Through the Wire

Contributors: Linda Haugsted, Ted Hearn.

Word Up — Could You Spell 'Pakapoo?’

Every year, during “Diversity Week,” cable people buy tickets to a Broadway show as a benefit for Cable Positive. This year it was The 25th Annual Putnam County Spelling Bee, a musical that involves some audience participation. Four people are picked before the show to join the cast onstage, feed a few straight lines and spell a few words.

As luck would have it, two cable folks were tapped during last Tuesday’s performance: Shelly Good-Cook, membership marketing director at the Cable & Telecommunications Association for Marketing, and Sundance Channel CEO Larry Aidem. The others included a boy about 9 or 10 years old who gave several correct answers and was the last audience member escorted off the stage.
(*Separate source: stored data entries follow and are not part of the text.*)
//! Adapter networks over Flux and its text encoders.
//!
//! A [`LoraNetwork`] owns one [`LoraModule`] per adapted layer, split into
//! text-encoder and backbone collections. It builds them by discovery over
//! module trees, attaches them to layer slots, and handles everything done
//! to the whole set at once: merging, backup and restore, serialization,
//! optimizer grouping and max-norm regularization.

use std::cell::RefCell;
use std::collections::{HashMap, HashSet};
use std::path::Path;
use std::rc::Rc;

use flora_core::{Device, Dtype, LoraPlusRatios, NetworkConfig};
use mlx_rs::{Array, Dtype as MlxDtype};
use tracing::{debug, info, warn};

use crate::discovery::{
    discover, validate_unique_names, Candidate, DiscoveryReport, RankSource, SkippedLayer,
    FLUX_TARGET_DOUBLE, FLUX_TARGET_SINGLE, LORA_PREFIX_FLUX, LORA_PREFIX_TEXT_ENCODER_CLIP,
    LORA_PREFIX_TEXT_ENCODER_T5, TEXT_ENCODER_TARGETS,
};
use crate::io::{load_safetensors, save_safetensors, to_mlx_dtype, Metadata, WeightMap};
use crate::layer::BackupState;
use crate::module::{DropoutConfig, LoraModule, LoraModuleConfig, LoraWeights, ModuleKind};
use crate::param_groups::{ParameterGroup, ParameterGroupBuilder};
use crate::split::{merge_split_weights, split_dense_weights};
use crate::tree::{LayerSlot, ModuleTree, SharedAdapter};
use crate::{LoraError, Result};

/// An adapter together with the slot it targets.
#[derive(Debug, Clone)]
pub struct AttachedLora {
    module: SharedAdapter,
    slot: LayerSlot,
}

impl AttachedLora {
    /// The adapter.
    pub fn module(&self) -> &SharedAdapter {
        &self.module
    }

    /// The target slot.
    pub fn slot(&self) -> &LayerSlot {
        &self.slot
    }

    /// Adapter name.
    pub fn name(&self) -> String {
        self.module.borrow().name().to_string()
    }
}

/// Outcome of loading a state dict.
#[derive(Debug, Clone, Default, PartialEq, Eq)]
pub struct LoadReport {
    /// Expected keys that were not provided.
    pub missing: Vec<String>,
    /// Provided keys no adapter owns.
    pub unexpected: Vec<String>,
}

/// Result of [`LoraNetwork::apply_max_norm_regularization`].
#[derive(Debug, Clone, Copy, Default, PartialEq)]
pub struct MaxNormStats {
    /// Number of adapters that were rescaled.
    pub keys_scaled: usize,
    /// Mean delta norm after scaling.
    pub mean_norm: f32,
    /// Largest delta norm after scaling.
    pub max_norm: f32,
}

/// A set of adapters for one Flux model and its text encoders.
#[derive(Debug)]
pub struct LoraNetwork {
    text_encoder_loras: Vec<AttachedLora>,
    unet_loras: Vec<AttachedLora>,
    multiplier: f32,
    kind: ModuleKind,
    loraplus: LoraPlusRatios,
    skipped: Vec<SkippedLayer>,
}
When it came time to step up to the podium and field their words, the volunteers had to put up with some joke introductions. Such as, “Miss Good-Cook placed second in her local contest to Miss Great-Cook.” And Larry Aidem was said to have won an “I sort of remind people of Kevin Kline contest.”

Things weren’t so even when it came to spelling, though. Good-Cook spelled “jihad” right. Aidem got “pakapoo” — a Chinese game of chance — and wasn’t so fortunate.

At the cocktail reception before the Kaitz Foundation dinner the next night, you didn’t have to stand near Aidem long to see his pals come up and give him grief. “I’ve been getting this all day,” Aidem said, also using the phrase, “Can you spell illiterate?”

Best of all, he confessed he’d seen the play before, when it was off Broadway! Oh well.

By Thursday, the shock and embarrassment apparently had worn off. Aidem emailed The Wire: “My elimination from 'the Bee’ on my very first word was, initially, a terrible blow to my self esteem and already fragile ego. However, after the play, I tracked down that cute little, overly brainy kid and beat the living crap out of him. I’m now feeling much better.”

We’re all glad to hear it.

To Rose-Backing Stevens, Rehr Isn’t So Well Done

Senate Commerce Committee chairman Ted Stevens (R-Alaska) isn’t hiding his displeasure that former aide Mitch Rose is apparently losing the race to become the next president of the National Association of Broadcasters.

According to industry and Capitol Hill sources, the NAB search committee is supporting David Rehr, president of the National Beer Wholesalers Association, over Rose, a lobbyist for The Walt Disney Co. whom Stevens considers part of his political family.

A few on Capitol Hill are mystified that NAB would turn to a “beer guy” when Rose has the media policy smarts and Senate connections that extend beyond Stevens.

“Mitch knows the issues, he knows the players, he knows committee staff, he knows the senators well,” said one aide to a Commerce Committee Republican. “I think he would be exactly what NAB would need at this time.”

If selected, Rehr would step into the shoes of longtime NAB president Edward Fritts, who announced his resignation in February.

The NAB is going through a leadership change at a critical moment. In October, Congress is likely to set a firm date to take back broadcasters’ analog spectrum and consider granting TV stations multicast must-carry rights on cable systems.

Why the NAB would pick a media-policy rookie over an experienced Stevens insider like Rose at such a critical time is baffling to Stevens people. “We would have to explain to him what the issues were,” said Lisa Sutherland, staff director of the Senate Commerce Committee, adding that the NAB needed a leader now who wouldn’t need “on the job training.”

NAB spokesman Dennis Wharton declined to comment.

The NAB is counting on Stevens to help in the multicast must-carry fight. House Energy and Commerce Committee chairman Joe Barton (R-Texas) sides with cable that a TV station is entitled to carriage of just one programming service, not five or six digital channels that today can fit in a 6 MHz channel.

Stevens has said cable ought to carry multicast services with public-interest programming.

The Made-Up Get Made Up And the Rich Get Pampered

Premium channel HBO joined the now-ritual pre-Emmy primping last week, sponsoring a luxe suite at the Peninsula Hotel in Beverly Hills. That was the destination for a select group of invitees who were treated to beauty treatments from “eyebrow grooming” to make-up consultation in advance of the big night.

Nominees, presenters and other “special VIPs” — which did not include ink-stained wretches, we assure you — were picked to receive nearly $2,000 worth of luxury leather goods, perfumes and make-up products from Lancôme.

Invitees included Debra Messing, Charlize Theron, Ellen DeGeneres, Jennifer Garner, Lisa Kudrow and Cynthia Nixon.

Yep, those poor women obviously need help from some make-up.